Shape of features (1168, 76)


# Building Pipeline

In [8]:
# for numerical columns
num_transformer = SimpleImputer(strategy="mean")
# for categorical columns
categorical_transformer = Pipeline(steps=[
    ('imputer', SimpleImputer(strategy="most_frequent")),
    ('encoder', OneHotEncoder(handle_unknown="ignore"))
])

# Bundle preprocessing for numerical and categorical data
preprocessor = ColumnTransformer(transformers=[
    ('num', num_transformer, num_cols),
    ('cat', categorical_transformer, categorical_cols)
])

my_model = RandomForestRegressor(n_estimators=100, random_state=1)

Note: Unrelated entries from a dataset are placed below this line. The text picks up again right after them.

//! Random strings for generated secrets and default configs.

use rand::distributions::{Distribution, Uniform};
use rand::rngs::OsRng;

/// Upper- and lower-case ASCII letters plus digits: all 62 of them, `J` and
/// `j` included.
pub const CHARSET_ALPHANUMERIC: &str =
    "1234567890ABCDEFGHIJKLMNOPQRSTUVWXYZabcdefghijklmnopqrstuvwxyz";

/// Generate `length` characters drawn uniformly from `alphabet`.
///
/// Characters are Unicode scalar values, so multi-byte characters count as
/// one. Entropy comes from the operating system.
///
/// # Panics
///
/// Panics if `alphabet` is empty while `length` is non-zero, or if the
/// operating system's random source fails. A weaker fallback is never used.
///
/// ```
/// let token = yamlcfg::random_string("abcd1", 100);
/// assert_eq!(token.chars().count(), 100);
/// assert!(token.chars().all(|c| "abcd1".contains(c)));
/// ```
pub fn random_string(alphabet: &str, length: usize) -> String {
    if length == 0 {
        return String::new();
    }

    let chars: Vec<char> = alphabet.chars().collect();
    assert!(!chars.is_empty(), "random_string needs a non-empty alphabet");

    let index = Uniform::from(0..chars.len());
    (0..length).map(|_| chars[index.sample(&mut OsRng)]).collect()
}

/// Generate `length` characters from [`CHARSET_ALPHANUMERIC`].
pub fn random_alphanumeric(length: usize) -> String {
    random_string(CHARSET_ALPHANUMERIC, length)
}
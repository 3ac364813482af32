//! Implementation of the `yamlcfg random` command.

use crate::cli::RandomArgs;
use yamlcfg::{Result, random_string};

/// Execute the `yamlcfg random` command.
pub fn cmd_random(args: RandomArgs) -> Result<()> {
    println!("{}", random_string(&args.alphabet, args.length));
    Ok(())
}
//! Template rendering for config files.
//!
//! A config file whose type exposes a [`SecretLookup`] is rendered before it
//! is parsed. The syntax is a small subset of the usual `{{ ... }}` action
//! convention:
//!
//! ```text
//! database:
//!   password: {{ secret "db-password" }}
//!   user: {{ env "DB_USER" }}
//! literal: {{ "{{ not an action }}" }}
//! {{/* comments render as nothing */}}
//! ```
//!
//! - `secret "name"` inlines the value returned by the resolver
//! - `env "NAME"` inlines an environment variable (empty if unset)
//! - a bare string literal inlines itself, which is how to write `{{`
//! - `{{-` and `-}}` trim whitespace before/after the action
//!
//! Lone `{` and `}` are ordinary text, so YAML flow mappings are unaffected.

mod parser;

use crate::capability::SecretLookup;
use parser::Node;
use thiserror::Error;

/// Error type for template failures.
#[derive(Error, Debug)]
pub enum TemplateError {
    /// The template is malformed; nothing was executed.
    #[error("line {line}: {message}")]
    Parse { line: usize, message: String },

    /// A function failed while the template was executing.
    #[error("{function} {name:?}: {message}")]
    Exec {
        function: &'static str,
        name: String,
        message: String,
    },
}

/// Render `template`, resolving `secret` calls through `secrets`.
///
/// # Examples
///
/// ```
/// use std::collections::HashMap;
/// use yamlcfg::template::render;
///
/// let mut secrets = HashMap::new();
/// secrets.insert("token".to_string(), "abc123".to_string());
///
/// let out = render(r#"token: {{ secret "token" }}"#, &secrets).unwrap();
/// assert_eq!(out, "token: abc123");
/// ```
pub fn render(template: &str, secrets: &dyn SecretLookup) -> Result<String, TemplateError> {
    let nodes = parser::parse(template)?;
    let mut out = String::with_capacity(template.len());

    for node in nodes {
        match node {
            Node::Text(text) | Node::Literal(text) => out.push_str(&text),
            Node::Env(name) => out.push_str(&std::env::var(&name).unwrap_or_default()),
            Node::Secret(name) => {
                let value = secrets
                    .lookup_secret(&name)
                    .map_err(|e| TemplateError::Exec {
                        function: "secret",
                        message: e.to_string(),
                        name,
                    })?;
                out.push_str(&value);
            }
        }
    }

    Ok(out)
}
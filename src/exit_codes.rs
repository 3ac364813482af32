//! Exit code constants for the yamlcfg CLI.
//!
//! - 0: Success
//! - 1: User error (bad args, no config found)
//! - 2: I/O failure (read, write, mkdir, empty file)
//! - 3: Template or YAML parse failure
//! - 4: Validation failure

/// Successful execution.
pub const SUCCESS: i32 = 0;

/// User error: bad arguments, empty candidate list, or no config found.
pub const USER_ERROR: i32 = 1;

/// Filesystem failure while reading or materializing a config file.
pub const IO_FAILURE: i32 = 2;

/// Template rendering or YAML decoding failed.
pub const PARSE_FAILURE: i32 = 3;

/// The loaded config was rejected by validation.
pub const VALIDATION_FAILURE: i32 = 4;
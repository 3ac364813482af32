//! Command implementations for yamlcfg.
//!
//! Routes parsed CLI commands to their handlers.

mod load;
mod random;

use crate::cli::Command;
use yamlcfg::Result;

/// Dispatch a command to its implementation.
pub fn dispatch(command: Command) -> Result<()> {
    match command {
        Command::Load(args) => load::cmd_load(args),
        Command::Random(args) => random::cmd_random(args),
    }
}
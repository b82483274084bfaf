//! # Airborne Kernel
//!
//! Real-time, plugin-hosted simulation kernel for a flight simulator. Aircraft
//! systems, world services, cabin and avionics are independent plugins that
//! only talk to each other through events, messages and a shared update cycle.
//!
//! ## Architecture
//!
//! - **EventBus**: synchronous, priority-ordered typed events
//! - **MessageQueue**: buffered topic messages drained with a per-frame budget
//! - **ComponentRegistry**: named factories and shared instances
//! - **PluginLoader**: name -> constructor registry, dependency-ordered
//!   loading and the plugin lifecycle state machine
//! - **GameLoop**: fixed-timestep physics decoupled from the frame rate
//! - **InputHandlerManager**: priority chain for device input, first consumer wins
//!
//! ## Usage
//!
//! ```rust,no_run
//! use airborne_kernel::*;
//! use std::sync::Arc;
//!
//! struct FuelSystem {
//!     metadata: PluginMetadata,
//!     context: Option<Arc<PluginContext>>,
//!     fuel_kg: f64,
//! }
//!
//! impl Plugin for FuelSystem {
//!     fn metadata(&self) -> &PluginMetadata {
//!         &self.metadata
//!     }
//!
//!     fn initialize(&mut self, context: Arc<PluginContext>) -> Result<(), PluginError> {
//!         self.context = Some(context);
//!         Ok(())
//!     }
//!
//!     fn update(&mut self, dt: f64) -> Result<(), PluginError> {
//!         self.fuel_kg -= 0.8 * dt;
//!         Ok(())
//!     }
//!
//!     fn shutdown(&mut self) -> Result<(), PluginError> {
//!         Ok(())
//!     }
//! }
//!
//! # fn main() -> Result<(), KernelError> {
//! let mut game_loop = SimulationBuilder::new()
//!     .register_fn("fuel_system", || {
//!         Box::new(FuelSystem {
//!             metadata: PluginMetadata::builder("fuel_system", "1.0.0", "Airborne Team")
//!                 .plugin_type(PluginType::AircraftSystem)
//!                 .build()
//!                 .expect("valid metadata"),
//!             context: None,
//!             fuel_kg: 5_000.0,
//!         })
//!     })
//!     .plugin(PluginSpec::new("fuel_system", "fuel_main"))
//!     .build()?;
//!
//! game_loop.run_for(Some(600));
//! game_loop.shutdown();
//! # Ok(())
//! # }
//! ```

pub mod builder;
pub mod context;
pub mod dependency;
pub mod error;
pub mod event;
pub mod game_loop;
pub mod input;
pub mod loader;
pub mod messaging;
pub mod plugin;
pub mod registry;
pub mod utils;

pub use builder::{PluginSpec, SimulationBuilder};
pub use context::{ConfigMap, PluginContext, Services};
pub use dependency::{resolve_load_order, DependencyNode};
pub use error::{
    ConfigError, DependencyError, EventError, InputError, KernelError, MetadataError, PluginError, RegistryError,
};
pub use event::{Event, EventBus, EventPriority, SubscriptionId};
pub use game_loop::{FrameReport, GameLoop, LoopHandle, LoopSettings};
pub use input::{
    ActionBinding, ActionBindingRegistry, ActionInputHandler, AxisDirection, InputBinding, InputEvent, InputHandler,
    InputHandlerInfo, InputHandlerManager, InputSource, KeyModifiers,
};
pub use loader::{PluginFactory, PluginLoader, PluginStateChanged, SimplePluginFactory, KERNEL_SENDER};
pub use messaging::{
    Message, MessageData, MessageHandler, MessagePriority, MessageQueue, MessageSink, MessageTopic, NullSink,
    Recipients, BROADCAST, DEFAULT_MESSAGE_BUDGET,
};
pub use plugin::{
    Plugin, PluginInfo, PluginMetadata, PluginMetadataBuilder, PluginState, PluginStatus, PluginType,
    DEFAULT_UPDATE_PRIORITY, MAX_UPDATE_PRIORITY,
};
pub use registry::{ComponentConfig, ComponentRegistry};

/// Result type used throughout the kernel
pub type Result<T, E = KernelError> = std::result::Result<T, E>;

my_pipeline = Pipeline(steps=[
    ('preprocessor', preprocessor),
    ('model', my_model)
    ])


## Training the model and evaluation

In [9]:
my_pipeline.fit(X_train, y_train)

Pipeline(memory=None,
         steps=[('preprocessor',
                 ColumnTransformer(n_jobs=None, remainder='drop',
                                   sparse_threshold=0.3,
                                   transformer_weights=None,
                                   transformers=[('num',
                                                  SimpleImputer(add_indicator=False,
                                                                copy=True,
                                                                fill_value=None,
                                                                missing_values=nan,
                                                                strategy='mean',
                                                                verbose=0),
                                                  ['MSSubClass', 'LotFrontage',
                                                   'LotArea', 'OverallQual',
                                                   'OverallCond',

In [10]:
predictions = my_pipeline.predict(X_valid)
mae = mean_absolute_error(y_valid, predictions)
print(f"Mean Absolute Error {mae:0.2f}")

Mean Absolute Error 16447.12


In [11]:
my_pipeline.predict(X_test)



array([130555.5 , 154640.25, 179534.32, ..., 150011.09, 121966.5 ,
       226474.79])

In [13]:
test_pred = my_pipeline.predict(X_test_f)

In [16]:
submission_df = pd.DataFrame({"id":X_test_f.index,
                              "SalePrice": test_pred})
submission_df

Unnamed: 0,id,SalePrice
0,1461,130555.50
1,1462,154640.25
2,1463,179534.32
3,1464,181399.50
4,1465,198449.12
...,...,...
1454,2915,85617.50
1455,2916,85916.00
1456,2917,150011.09
1457,2918,121966.50


In [18]:
submission_df.to_csv("./data/submission2.csv", index=False)